Il est des mots dans lesquels le radical n’a pas changé de sens, le suffixe n’a pas changé de forme, et cependant le rapport entre le radical et le dérivé n’est pas le même qu’autrefois. Certains rapports que le suffixe marquait au xvie siècle n’existent plus aujourd’hui. Ce n’est pas que les sens d’aujourd’hui soient nouveaux, la plupart du temps, ils existaient déjà. C’est plutôt que pour diverses raisons le mot a perdu une partie de son ancienne signification.
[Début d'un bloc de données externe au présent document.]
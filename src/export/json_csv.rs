// src/export/json_csv.rs

use crate::errors::{AppError, AppResult};
use crate::export::{MemberCreditExport, notify_export_success};
use crate::ui::messages::info;
use std::fs::File;
use std::io::Write;
use std::path::Path;

/// Export JSON pretty-printed.
pub(crate) fn export_json(members: &[MemberCreditExport], path: &Path) -> AppResult<()> {
    info(format!("Exporting to JSON: {}", path.display()));

    let json_data = serde_json::to_string_pretty(members)
        .map_err(|e| AppError::Export(format!("JSON serialization error: {e}")))?;

    let mut file = File::create(path)?;
    file.write_all(json_data.as_bytes())?;

    notify_export_success("JSON", path);
    Ok(())
}

/// Export CSV with the ledger layout plus the total column.
pub(crate) fn export_csv(headers: &[String], rows: &[Vec<String>], path: &Path) -> AppResult<()> {
    info(format!("Exporting to CSV: {}", path.display()));

    let mut wtr = csv::Writer::from_path(path)
        .map_err(|e| AppError::Export(format!("CSV open error: {e}")))?;

    wtr.write_record(headers)
        .map_err(|e| AppError::Export(format!("CSV write error: {e}")))?;
    for row in rows {
        wtr.write_record(row)
            .map_err(|e| AppError::Export(format!("CSV write error: {e}")))?;
    }

    wtr.flush()
        .map_err(|e| AppError::Export(format!("CSV flush error: {e}")))?;

    notify_export_success("CSV", path);
    Ok(())
}
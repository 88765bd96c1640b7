mod common;
use chrono::Duration;
use common::{workspace, write_config};
use rtattendance::config::{Config, ConfigValue};
use rtattendance::errors::AppError;
use rtattendance::models::theme::Theme;

#[test]
fn test_missing_config_is_created_with_defaults() {
    let ws = workspace();
    let cfg = Config::load(ws.path()).expect("defaults");

    assert!(ws.path().join("config.cfg").is_file());
    assert_eq!(cfg.required_hours, 2.0);
    assert_eq!(cfg.required_duration(), Duration::hours(2));
    assert_eq!(cfg.new_member_grade, 9);
    assert_eq!(cfg.roster_path(), ws.path().join("Member List.csv"));
    assert_eq!(cfg.ledger_path(), ws.path().join("Output Table.csv"));
}

#[test]
fn test_background_is_required_to_start() {
    let ws = workspace();
    let cfg = Config::load(ws.path()).unwrap();
    assert!(matches!(
        cfg.theme(),
        Err(AppError::MissingConfigValue("backgroundColor"))
    ));
}

#[test]
fn test_background_closed_set() {
    let cfg = Config::parse_str("backgroundColor=purple\n").unwrap();
    assert!(matches!(cfg.theme(), Err(AppError::InvalidBackground(c)) if c == "purple"));

    for (raw, theme) in [
        ("light", Theme::Light),
        ("dark", Theme::Dark),
        ("white", Theme::Light),
        ("black", Theme::Dark),
    ] {
        let cfg = Config::parse_str(&format!("backgroundColor={raw}")).unwrap();
        assert_eq!(cfg.theme().unwrap(), theme);
    }
}

#[test]
fn test_values_are_typed() {
    assert_eq!(ConfigValue::parse("2"), ConfigValue::Number(2.0));
    assert_eq!(ConfigValue::parse(" 0.5 "), ConfigValue::Number(0.5));
    assert_eq!(ConfigValue::parse("dark"), ConfigValue::Text("dark".into()));
    assert_eq!(ConfigValue::parse("Member List.csv"), ConfigValue::Text("Member List.csv".into()));
}

#[test]
fn test_parse_full_file() {
    let ws = workspace();
    write_config(
        ws.path(),
        "# attendance\nrequiredHours=0.001\nbackgroundColor = dark\nnewMemberGrade=10\n\
         memberList=roster.csv\nnot a setting\nfoo=bar\n",
    );

    let cfg = Config::load(ws.path()).unwrap();
    assert_eq!(cfg.required_duration(), Duration::milliseconds(3_600));
    assert_eq!(cfg.theme().unwrap(), Theme::Dark);
    assert_eq!(cfg.new_member_grade, 10);
    assert_eq!(cfg.roster_path(), ws.path().join("roster.csv"));
    assert_eq!(cfg.extra.get("foo"), Some(&ConfigValue::Text("bar".into())));

    let issues = cfg.check();
    assert_eq!(issues.len(), 1);
    assert!(issues[0].contains("foo"));
}

#[test]
fn test_non_numeric_hours_are_rejected() {
    assert!(matches!(
        Config::parse_str("requiredHours=lots"),
        Err(AppError::Config(_))
    ));
    assert!(Config::parse_str("requiredHours=-1").is_err());
    assert!(Config::parse_str("newMemberGrade=9.5").is_err());
}

#[test]
fn test_init_never_clobbers_existing_config() {
    let ws = workspace();
    write_config(ws.path(), "requiredHours=3\nbackgroundColor=light\n");

    let created = Config::init_all(ws.path(), Theme::Dark, 2.0, 9).unwrap();
    assert!(!created);

    let cfg = Config::load(ws.path()).unwrap();
    assert_eq!(cfg.required_hours, 3.0);
    assert_eq!(cfg.theme().unwrap(), Theme::Light);
    assert!(ws.path().join("Member List.csv").is_file());
}
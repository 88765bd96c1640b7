// src/export/model.rs

use crate::core::ledger::Ledger;
use serde::Serialize;
use std::collections::BTreeMap;

pub(crate) const CREDITED_HEADER: &str = "Credited";

/// One member's ledger history, shaped for JSON.
#[derive(Serialize, Clone, Debug)]
pub struct MemberCreditExport {
    pub id: i64,
    pub full_name: String,
    /// Session column → 1/0, or null when the member was absent.
    pub credits: BTreeMap<String, Option<u8>>,
    pub credited: usize,
}

/// Header for CSV / XLSX / PDF: the ledger columns plus a total.
pub(crate) fn get_headers(ledger: &Ledger) -> Vec<String> {
    let mut headers = ledger.headers();
    headers.push(CREDITED_HEADER.to_string());
    headers
}

/// Ledger rows as strings, total appended.
pub(crate) fn ledger_to_table(ledger: &Ledger) -> Vec<Vec<String>> {
    ledger
        .to_table()
        .into_iter()
        .zip(&ledger.rows)
        .map(|(mut cells, row)| {
            cells.push(row.credited().to_string());
            cells
        })
        .collect()
}

pub(crate) fn ledger_to_export(ledger: &Ledger) -> Vec<MemberCreditExport> {
    ledger
        .rows
        .iter()
        .map(|row| MemberCreditExport {
            id: row.id,
            full_name: row.full_name.clone(),
            credits: ledger
                .sessions
                .iter()
                .cloned()
                .zip(row.credits.iter().map(|c| c.map(u8::from)))
                .collect(),
            credited: row.credited(),
        })
        .collect()
}
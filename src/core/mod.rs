pub mod attendance;
pub mod backup;
pub mod config;
pub mod engine;
pub mod ledger;
pub mod log;
pub mod persist;
pub mod report;
pub mod roster;
pub mod session;
pub mod shell;
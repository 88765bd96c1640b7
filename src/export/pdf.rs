use pdf_writer::{Content, Name, Pdf, Rect, Ref};
use std::fs::File;
use std::io::Write;
use std::path::Path;

/// A4 in points.
const A4_SHORT: f32 = 595.0;
const A4_LONG: f32 = 842.0;

/// Minimal multi-page table writer on top of `pdf_writer`.
pub struct PdfManager {
    pdf: Pdf,
    catalog_id: Ref,
    pages_id: Ref,
    page_refs: Vec<Ref>,
    current_content_id: Option<Ref>,

    page_w: f32,
    page_h: f32,
    margin: f32,
    row_h: f32,

    next_id: i32,
    font_id: Ref,

    font_size: f32,
    header_font_size: f32,
    title_font_size: f32,
}

impl Default for PdfManager {
    fn default() -> Self {
        Self::new(false)
    }
}

impl PdfManager {
    /// Landscape pages leave room for ledgers with many session columns.
    pub fn new(landscape: bool) -> Self {
        let mut pdf = Pdf::new();

        let catalog_id = Ref::new(1);
        let pages_id = Ref::new(2);
        let font_id = Ref::new(3);
        let next_id = 4;

        pdf.type1_font(font_id).base_font(Name(b"Helvetica"));

        let (page_w, page_h) = if landscape {
            (A4_LONG, A4_SHORT)
        } else {
            (A4_SHORT, A4_LONG)
        };

        Self {
            pdf,
            catalog_id,
            pages_id,
            page_refs: Vec::new(),
            current_content_id: None,

            page_w,
            page_h,
            margin: 40.0,
            row_h: 18.0,

            next_id,
            font_id,

            font_size: 9.0,
            header_font_size: 9.5,
            title_font_size: 14.0,
        }
    }

    fn fresh_ref(&mut self) -> Ref {
        let id = self.next_id;
        self.next_id += 1;
        Ref::new(id)
    }

    fn new_page(&mut self) -> Content {
        let page_id = self.fresh_ref();
        let content_id = self.fresh_ref();

        self.page_refs.push(page_id);

        let mut page = self.pdf.page(page_id);
        page.parent(self.pages_id)
            .media_box(Rect::new(0.0, 0.0, self.page_w, self.page_h))
            .contents(content_id);

        page.resources().fonts().pair(Name(b"F1"), self.font_id);

        self.current_content_id = Some(content_id);

        Content::new()
    }

    fn finalize_page(&mut self, content: Content) {
        if let Some(id) = self.current_content_id {
            self.pdf.stream(id, &content.finish());
        }
    }

    fn build_pages_tree(&mut self) {
        let mut pages = self.pdf.pages(self.pages_id);
        pages.count(self.page_refs.len() as i32);
        pages.kids(self.page_refs.clone());
    }

    fn draw_text(&self, content: &mut Content, x: f32, y: f32, size: f32, text: &str) {
        content.begin_text();
        content.set_font(Name(b"F1"), size);
        content.set_text_matrix([1.0, 0.0, 0.0, 1.0, x, y]);
        content.show(pdf_writer::Str(text.as_bytes()));
        content.end_text();
    }

    fn fill_rect(&self, content: &mut Content, x: f32, y: f32, w: f32, rgb: (f32, f32, f32)) {
        content.save_state();
        content.set_fill_rgb(rgb.0, rgb.1, rgb.2);
        content.rect(x, y, w, self.row_h);
        content.fill_nonzero();
        content.restore_state();
    }

    fn draw_cell_borders(&self, content: &mut Content, x: f32, y: f32, w: f32) {
        content.save_state();
        content.set_stroke_rgb(0.65, 0.65, 0.65);
        content.rect(x, y, w, self.row_h);
        content.stroke();
        content.restore_state();
    }

    /// Draw one table row. Cells listed in `highlight` get a green or red fill
    /// for `1`/`0` values.
    fn draw_row(
        &self,
        content: &mut Content,
        y: f32,
        col_widths: &[f32],
        row: &[String],
        font_size: f32,
        highlight: &std::ops::Range<usize>,
    ) {
        let mut x = self.margin;

        for (i, text) in row.iter().enumerate() {
            let w = col_widths[i];
            if highlight.contains(&i) {
                match text.as_str() {
                    "1" => self.fill_rect(content, x, y, w, (0.78, 0.94, 0.81)),
                    "0" => self.fill_rect(content, x, y, w, (1.0, 0.78, 0.81)),
                    _ => {}
                }
            }
            self.draw_text(content, x + 3.0, y + 5.0, font_size, text);
            self.draw_cell_borders(content, x, y, w);
            x += w;
        }
    }

    /// Column widths from header + content, scaled down to fit the page.
    fn compute_col_widths(&self, headers: &[String], rows: &[Vec<String>]) -> Vec<f32> {
        let mut widths: Vec<f32> = headers.iter().map(|h| h.len() as f32 * 5.6 + 6.0).collect();

        for row in rows {
            for (i, cell) in row.iter().enumerate() {
                widths[i] = (cell.len() as f32 * 5.2 + 6.0).max(widths[i]);
            }
        }

        let total: f32 = widths.iter().sum();
        let max = self.page_w - 2.0 * self.margin;

        if total > max {
            let scale = max / total;
            for w in &mut widths {
                *w *= scale;
            }
        }

        widths
    }

    fn draw_page_header_footer(&self, content: &mut Content, title: &str, page: usize) {
        self.draw_text(
            content,
            self.margin,
            self.page_h - self.margin + 10.0,
            self.title_font_size,
            title,
        );

        let pg = format!("Page {}", page);
        self.draw_text(
            content,
            self.page_w - self.margin - 50.0,
            self.margin - 25.0,
            self.font_size,
            &pg,
        );
    }

    /// Multi-page table with a title; the header row repeats on every page.
    pub fn write_table(
        &mut self,
        title: &str,
        headers: &[String],
        rows: &[Vec<String>],
        highlight: std::ops::Range<usize>,
    ) {
        let col_widths = self.compute_col_widths(headers, rows);
        let table_w: f32 = col_widths.iter().sum();

        let mut remaining: &[Vec<String>] = rows;
        let mut page_idx = 1;

        // an empty ledger still gets one page with the header row
        loop {
            let mut content = self.new_page();
            self.draw_page_header_footer(&mut content, title, page_idx);

            let mut y = self.page_h - self.margin - 30.0;

            self.fill_rect(&mut content, self.margin, y, table_w, (0.85, 0.87, 0.90));
            self.draw_row(
                &mut content,
                y,
                &col_widths,
                headers,
                self.header_font_size,
                &(0..0),
            );
            y -= self.row_h;

            let mut consumed = 0;
            for (i, row) in remaining.iter().enumerate() {
                if y - self.row_h < self.margin {
                    break;
                }

                if i % 2 == 0 {
                    self.fill_rect(&mut content, self.margin, y, table_w, (0.96, 0.96, 0.96));
                }

                self.draw_row(&mut content, y, &col_widths, row, self.font_size, &highlight);

                y -= self.row_h;
                consumed += 1;
            }

            self.finalize_page(content);
            remaining = &remaining[consumed..];
            page_idx += 1;

            if remaining.is_empty() {
                break;
            }
        }
    }

    pub fn save(mut self, path: &Path) -> std::io::Result<()> {
        self.pdf.catalog(self.catalog_id).pages(self.pages_id);
        self.build_pages_tree();

        let bytes = self.pdf.finish();
        let mut f = File::create(path)?;
        f.write_all(&bytes)?;
        Ok(())
    }
}
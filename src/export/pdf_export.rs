// src/export/pdf_export.rs

use crate::errors::{AppError, AppResult};
use crate::export::notify_export_success;
use crate::export::pdf::PdfManager;
use crate::ui::messages::info;
use std::ops::Range;
use std::path::Path;

/// Past this many columns the table no longer fits a portrait page.
const LANDSCAPE_FROM_COLUMNS: usize = 8;

pub(crate) fn export_pdf(
    headers: &[String],
    rows: &[Vec<String>],
    credit_cols: Range<usize>,
    path: &Path,
    title: &str,
) -> AppResult<()> {
    info(format!("Exporting to PDF: {}", path.display()));

    let mut pdf = PdfManager::new(headers.len() >= LANDSCAPE_FROM_COLUMNS);
    pdf.write_table(title, headers, rows, credit_cols);

    pdf.save(path)
        .map_err(|e| AppError::Export(format!("PDF export error: {e}")))?;

    notify_export_success("PDF", path);
    Ok(())
}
Bercail, outre son sens habituel, étable à mutons, avait très souvent le sens de troupeau de moutons : Nature a donné ceste faculté au bercail de suivre tousjours la premiere qui marche devant. Trad. de Folengo, Merlin Coccaie, I, 324. — Ce mot semble d’ailleurs n’être qu’une variante dialectale de bergeail, qui, lui aussi, au xvie siècle, signifiait troupeau de moutons.

Corsage a été longtemps synonyme de corps. Le suffixe -age avait la même valeur collective que dans visage : Dame Minerve… A appellé Thelemacque le sage, Semblant Mentor de poix et de corsage. Peletier du Mans, 2e  Livre de l’Odyssée. — Le changement de sens qui a fait de ce mot le nom d’un vêtement n’a rien d’extraordinaire. On l’a vu se produire pour le mot corps lui-même.

Librairie ne désignait pas seulement l’endroit où l’on vend des livres, mais aussi l’endroit où sont rangés des livres. Le mot grec bibliothèque avait été employé déjà, mais c’est seulement plus tard que son usage est devenu habituel : J’ay autresfois trouvé en la Librairie du grand Roy François, qui estoit à Fontainebleau, une vieille traduction de la Bible. E. Pasquier, Recherches, VIII, 5.

Indemnité signifiait l’état de ce qui est indemne, sans dommage. Icy ont parfaicte seureté, indemnité et franchise. Rabelais, V, 4.

Asnier, adjectif et substantif, se disait souvent d’une personne ignorante et sotte : Que seroit-ce, si les enfans qui sont de la plus haute reigle, estoyent des asniers, et que ceux qui sont plus bas eussent mieux profité ? Calvin, 5e  Serm. sur l’Ep. aux Corinthiens.

Boursier avait souvent le sens de faiseur de bourses, et aussi celui de trésorier. Le mot bourse ayant plusieurs significations, il était naturel que son dérivé pût s’adapter l’une ou à l’autre : Plourez aussi, pauvres boursiers ; De bourses n’avons plus mestier. Anc. Poés. franç., VII, 78. — [Philippe à Alexandre, qui essaie de plaire aux Macédoniens par des présents] : As tu envie que Les subjects te tiennent pour leur boursier, non pour leur roy ? Montaigne, III, 6.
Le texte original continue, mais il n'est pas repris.